Why and How to Stay Hydrated

Why and How to Stay Hydrated: What’s the Point?

There are many reasons why one would want to stay hydrated. One of them is to increase their chances of performing better during exercise. Another reason is because they feel thirsty after exercising or even just before doing so. There are several things that can cause thirst, but there are some factors which will make you lose your sense of taste and smell as well as feeling sick if not properly treated.

When you exercise, your body uses up fluids. You may have noticed that when you exercise, your urine becomes dark brown and sometimes even black. These changes happen due to the loss of sodium (table salt) from your blood. When you stop exercising, these salts are reabsorbed back into your blood through the kidneys where they are replaced with fresh ones.

However, if you don’t consume enough fluid while exercising, your kidneys will eventually become overwhelmed and your blood volume will decrease. Your body will then begin to rely on other means to replace lost fluids such as urination. If you do not get enough fluids while exercising, you could experience cramps and nausea.

If dehydration causes vomiting and diarrhea, it can lead to electrolyte imbalances in the body causing problems like headaches, fatigue, confusion or even seizures.
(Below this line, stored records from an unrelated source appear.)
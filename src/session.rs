//! Orchestration boundary between the CLI and the catalog core.
//!
//! A [`Session`] owns the [`CatalogService`] and the artist name cache. It
//! fills the cache from search hits and song credits, consults it when an
//! artist is opened by id, and downloads whole collections one track at a
//! time. [`user_message`] turns catalog errors into text fit for a terminal.

use std::path::{Path, PathBuf};

use futures::StreamExt;
use tracing::{debug, info, warn};

use crate::catalog::fallback::{self, FallbackClient};
use crate::catalog::link;
use crate::catalog::primary::{self, PrimaryClient};
use crate::catalog::{
    Autocomplete, Bitrate, CanonicalCollection, CanonicalTrack, CatalogError, CatalogKind,
    CatalogQuery, CatalogService, FallbackApi, Lyrics, PrimaryApi, SearchHit, SearchKind,
    SearchResult, UNKNOWN,
};
use crate::config::Config;
use crate::error::{Error, Result, ResultExt};
use crate::name_cache::ArtistNameCache;
use crate::naming;
use crate::transport::{DownloadError, Downloader, TransportError};

/// Settings a session reads on every call.
#[derive(Debug, Clone, PartialEq)]
pub struct SessionSettings {
    pub page_size: u32,
    pub search_page_size: u32,
    pub bitrate: Bitrate,
    pub directory: PathBuf,
    pub collection_cap: usize,
}

impl From<&Config> for SessionSettings {
    fn from(config: &Config) -> Self {
        Self {
            page_size: config.paging.page_size,
            search_page_size: config.paging.search_page_size,
            bitrate: config.download.bitrate(),
            directory: config.download.directory.clone(),
            collection_cap: config.download.collection_cap.max(1),
        }
    }
}

/// Whatever a deep link pointed at.
#[derive(Debug, Clone, PartialEq)]
pub enum Opened {
    Song(Box<CanonicalTrack>),
    Collection(CanonicalCollection),
}

/// Outcome of one track in a collection download.
#[derive(Debug, Clone, PartialEq)]
pub enum TrackOutcome {
    Saved(PathBuf),
    Failed { title: String, message: String },
}

/// Outcome of a collection download.
#[derive(Debug, Clone, PartialEq)]
pub struct DownloadReport {
    pub kind: CatalogKind,
    pub title: String,
    pub directory: PathBuf,
    /// Tracks the collection reports, before the cap
    pub available: u64,
    pub outcomes: Vec<TrackOutcome>,
}

impl DownloadReport {
    pub fn succeeded(&self) -> usize {
        self.outcomes
            .iter()
            .filter(|o| matches!(o, TrackOutcome::Saved(_)))
            .count()
    }

    pub fn failed(&self) -> usize {
        self.outcomes.len() - self.succeeded()
    }

    /// One-line summary for the terminal.
    pub fn summary(&self) -> String {
        if self.outcomes.is_empty() {
            return format!("This {} is empty.", self.kind);
        }
        if self.succeeded() == 0 {
            return format!("Failed to download any songs from this {}.", self.kind);
        }
        let mut line = format!(
            "Download complete! Downloaded: {} songs into {}",
            self.succeeded(),
            self.directory.display()
        );
        if self.failed() > 0 {
            line.push_str(&format!(" (failed: {})", self.failed()));
        }
        line
    }
}

/// Result of downloading a deep link.
#[derive(Debug, Clone, PartialEq)]
pub enum Downloaded {
    Song(PathBuf),
    Collection(DownloadReport),
}

/// CLI-facing catalog session.
pub struct Session<P = PrimaryClient, F = FallbackClient> {
    catalog: CatalogService<P, F>,
    names: ArtistNameCache,
    settings: SessionSettings,
}

impl Session {
    /// Build a session with real clients from `config`.
    pub fn from_config(config: &Config) -> Self {
        let primary = PrimaryClient::new(
            config.primary.base_url_or(primary::DEFAULT_BASE_URL),
            config.primary.timeout(),
        );
        let fallback = FallbackClient::new(
            config.fallback.base_url_or(fallback::DEFAULT_BASE_URL),
            config.fallback.timeout(),
        );
        let downloader = Downloader::new(
            config.download.timeout(),
            config.download.retry_policy(),
            config.download.chunk_size,
        );
        let names = ArtistNameCache::new(
            std::time::Duration::from_secs(config.cache.ttl_secs),
            config.cache.max_entries,
        );

        Self::new(
            CatalogService::new(primary, fallback, downloader),
            names,
            SessionSettings::from(config),
        )
    }
}

impl<P: PrimaryApi, F: FallbackApi> Session<P, F> {
    pub fn new(
        catalog: CatalogService<P, F>,
        names: ArtistNameCache,
        settings: SessionSettings,
    ) -> Self {
        Self {
            catalog,
            names,
            settings,
        }
    }

    pub fn settings(&self) -> &SessionSettings {
        &self.settings
    }

    /// Cached display name for an artist id.
    pub fn artist_name(&self, artist_id: &str) -> Option<String> {
        self.names.get(artist_id)
    }

    /// Seed the name cache, e.g. from a name given on the command line.
    pub fn remember_artist(&self, artist_id: &str, name: &str) {
        self.names.insert(artist_id, name);
    }

    pub async fn search(&self, query: &str, kind: SearchKind, page: u32) -> Result<SearchResult> {
        let result = self
            .catalog
            .search(query, kind, page, self.settings.search_page_size)
            .await?;
        if kind == SearchKind::Artists {
            self.remember_hits(&result.results);
        }
        Ok(result)
    }

    pub async fn autocomplete(&self, query: &str) -> Result<Autocomplete> {
        let result = self.catalog.autocomplete(query).await?;
        self.remember_hits(&result.artists);
        Ok(result)
    }

    pub async fn song(&self, id: &str) -> Result<CanonicalTrack> {
        self.song_query(&CatalogQuery::new(CatalogKind::Song, id)).await
    }

    async fn song_query(&self, query: &CatalogQuery) -> Result<CanonicalTrack> {
        let track = self.catalog.fetch_song(query).await?;
        self.remember_credits(&track);
        Ok(track)
    }

    /// One page of an album, playlist or artist.
    pub async fn collection(&self, query: &CatalogQuery) -> Result<CanonicalCollection> {
        let collection = match query.kind {
            CatalogKind::Artist => {
                let id = query.require_id()?;
                let name = self.names.get(id);
                debug!("Artist {} cached name: {:?}", id, name);
                let artist = self.catalog.fetch_artist(query, name.as_deref()).await?;
                if artist.title != UNKNOWN {
                    self.names.insert(id, &artist.title);
                }
                artist
            }
            _ => self.catalog.fetch_collection(query).await?,
        };
        for track in &collection.tracks {
            self.remember_credits(track);
        }
        Ok(collection)
    }

    pub async fn lyrics(&self, song_id: &str) -> Result<Lyrics> {
        let track = self.song(song_id).await?;
        let lyrics_id = match track.lyrics_id.as_deref() {
            Some(id) if track.has_lyrics => id.to_string(),
            _ => return Err(CatalogError::not_found(CatalogKind::Lyrics, song_id).into()),
        };
        Ok(self.catalog.lyrics(&lyrics_id).await?)
    }

    /// Resolve a deep link to its song or first collection page.
    pub async fn open(&self, url: &str) -> Result<Opened> {
        let link = link::parse(url).map_err(|e| Error::invalid_input(user_message(&e)))?;
        let query = link.to_query(self.settings.page_size);
        info!("Opening {} {}", link.kind, link.id);

        match link.kind {
            CatalogKind::Song => Ok(Opened::Song(Box::new(self.song_query(&query).await?))),
            _ => Ok(Opened::Collection(self.collection(&query).await?)),
        }
    }

    /// Download a single song into the configured directory.
    pub async fn download_song(&self, id: &str) -> Result<PathBuf> {
        let track = self.song(id).await?;
        let dest = self
            .catalog
            .download_song(&track, self.settings.bitrate, &self.settings.directory)
            .await
            .with_context(format!("'{}'", track.title))?;
        Ok(dest)
    }

    /// Download whatever `url` points at.
    pub async fn download_link(&self, url: &str) -> Result<Downloaded> {
        match self.open(url).await? {
            Opened::Song(track) => {
                let dest = self
                    .catalog
                    .download_song(&track, self.settings.bitrate, &self.settings.directory)
                    .await
                    .with_context(format!("'{}'", track.title))?;
                Ok(Downloaded::Song(dest))
            }
            Opened::Collection(collection) => {
                Ok(Downloaded::Collection(self.download_collection(&collection).await))
            }
        }
    }

    /// Download the tracks of `collection` one after another, up to the cap.
    ///
    /// Per-track failures are counted, never returned.
    pub async fn download_collection(&self, collection: &CanonicalCollection) -> DownloadReport {
        let directory = naming::collection_dir(
            &self.settings.directory,
            &collection.title,
            collection.id.as_deref(),
        );
        let available = collection.track_count.max(collection.tracks.len() as u64);
        let cap = self.settings.collection_cap;
        if collection.tracks.len() > cap {
            info!("Found {} songs, downloading first {}", available, cap);
        } else {
            info!("Found {} songs, starting download", collection.tracks.len());
        }

        let total = collection.tracks.len().min(cap);
        let outcomes: Vec<TrackOutcome> = futures::stream::iter(
            collection.tracks.iter().take(cap).enumerate(),
        )
        .then(|(n, track)| {
            let directory = directory.as_path();
            async move {
                debug!("Downloading song {}/{}", n + 1, total);
                self.download_track(track, directory).await
            }
        })
        .collect()
        .await;

        let report = DownloadReport {
            kind: collection.kind,
            title: collection.title.clone(),
            directory,
            available,
            outcomes,
        };
        info!(
            "{} '{}': {} downloaded, {} failed",
            report.kind,
            report.title,
            report.succeeded(),
            report.failed()
        );
        report
    }

    async fn download_track(&self, track: &CanonicalTrack, directory: &Path) -> TrackOutcome {
        let result = match self.downloadable(track).await {
            Ok(track) => self
                .catalog
                .download_song(&track, self.settings.bitrate, directory)
                .await
                .map_err(Error::from),
            Err(e) => Err(e),
        };

        match result {
            Ok(path) => TrackOutcome::Saved(path),
            Err(e) => {
                warn!("Failed to download song {}: {}", track.id, e);
                TrackOutcome::Failed {
                    title: track.title.clone(),
                    message: describe(&e),
                }
            }
        }
    }

    /// `track`, or a fresh copy when it carries nothing to download from.
    async fn downloadable(&self, track: &CanonicalTrack) -> Result<CanonicalTrack> {
        if !track.download_candidates.is_empty() || track.encrypted_media_url.is_some() {
            return Ok(track.clone());
        }
        if track.id.is_empty() {
            return Err(DownloadError::NoAuthUrl(track.title.clone()).into());
        }
        debug!("Refetching song {} for its media URL", track.id);
        self.song(&track.id).await
    }

    fn remember_hits(&self, hits: &[SearchHit]) {
        for hit in hits {
            self.names.insert(&hit.id, &hit.title);
        }
    }

    fn remember_credits(&self, track: &CanonicalTrack) {
        for credit in &track.artists {
            if let Some(id) = credit.id.as_deref() {
                self.names.insert(id, &credit.name);
            }
        }
    }
}

/// Terminal-ready text for a catalog error.
pub fn user_message(err: &CatalogError) -> String {
    match err {
        CatalogError::NotFound { kind, key } => match kind {
            CatalogKind::Song => "The requested song could not be found.".to_string(),
            CatalogKind::Lyrics => format!("No lyrics available for {}.", key),
            kind => format!(
                "The requested {kind} could not be found.\n\
                 This might be due to:\n\
                 - Invalid {kind} ID\n\
                 - {kind} removed from JioSaavn\n\
                 - Temporary API issues"
            ),
        },
        CatalogError::Transport(e @ (TransportError::Blocked | TransportError::InvalidFormat)) => {
            e.to_string()
        }
        CatalogError::Transport(_) => {
            "Connection refused by JioSaavn API. Please try again.".to_string()
        }
        CatalogError::Validation(message) => message.clone(),
        CatalogError::Download(e) => e.to_string(),
    }
}

/// Terminal-ready text for any session error.
pub fn describe(err: &Error) -> String {
    match err {
        Error::Catalog(e) => user_message(e),
        Error::WithContext { context, source } => format!("{}: {}", context, describe(source)),
        other => other.to_string(),
    }
}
This can also lead to muscle fatigue and cramps (or even a major seizure) during or after exercise. Muscle cramps are painful and can be caused by several other things. It may be the loss of other minerals such as potassium and magnesium.

In any case, it is a good idea to keep hydrated at all times to avoid all these problems.

How to Stay Hydrated

What should you drink?

One of the best things to drink is water. It helps to prevent dehydration and it helps to keep your organs functioning properly. Water is good for flushing toxins out of the body and keeping the skin, hair, and nails looking great. It can be found almost anywhere in the world. It is cheap and readily available at grocery stores, convenience stores as well as gas stations. Drinking enough water each day (about 10-12 cups or 2.5 liters for men and about 7-9 cups or 1.8 liters for women) should help you stay hydrated.

Other “good” liquids to drink would be diluted fruit juices without sugar added (dilute it by 50% with water). Milk is also a good choice as long as it is not “flavored” or loaded with sugar. Stay away from sodas which are full of sugar and other unnatural chemicals. Tap water can also be a good choice, but it should be purified first (via a water purification system or by boiling) if it isn’t safe to drink due to where you live.

Exercising in the heat can also make you more thirsty. It is best to sip on liquids every 15-20 minutes while exercising. Another good choice would be to eat foods that have a high water content such as cucumbers, oranges, and watermelon. Eating these foods can help your body to remain hydrated as well as give it the extra energy it needs to exercise.

Dehydration can also be caused by breathing through the mouth which causes faster water loss. It is best to breathe through the nose which keeps the body more hydrated.

If you are worried that you might be dehydrated then there are some ways of finding out. One way is to check the color of your urine. Clear or slight yellow urine means that you are properly hydrated, darker yellow urine indicates mild dehydration, and brown or brick red color indicates severe dehydration. Another test is to actually pinch your skin on the back of your arm.

Why and How to Stay Hydrated - Picture

If the “pinched” spot remains flat, then you are hydrated. If the spot remains “depressed”, then you need to drink some water.

Most of the time, exercise coupled with drinking enough liquids should keep you from becoming dehydrated. Just always remember to listen to your body. It will tell you when you need liquids.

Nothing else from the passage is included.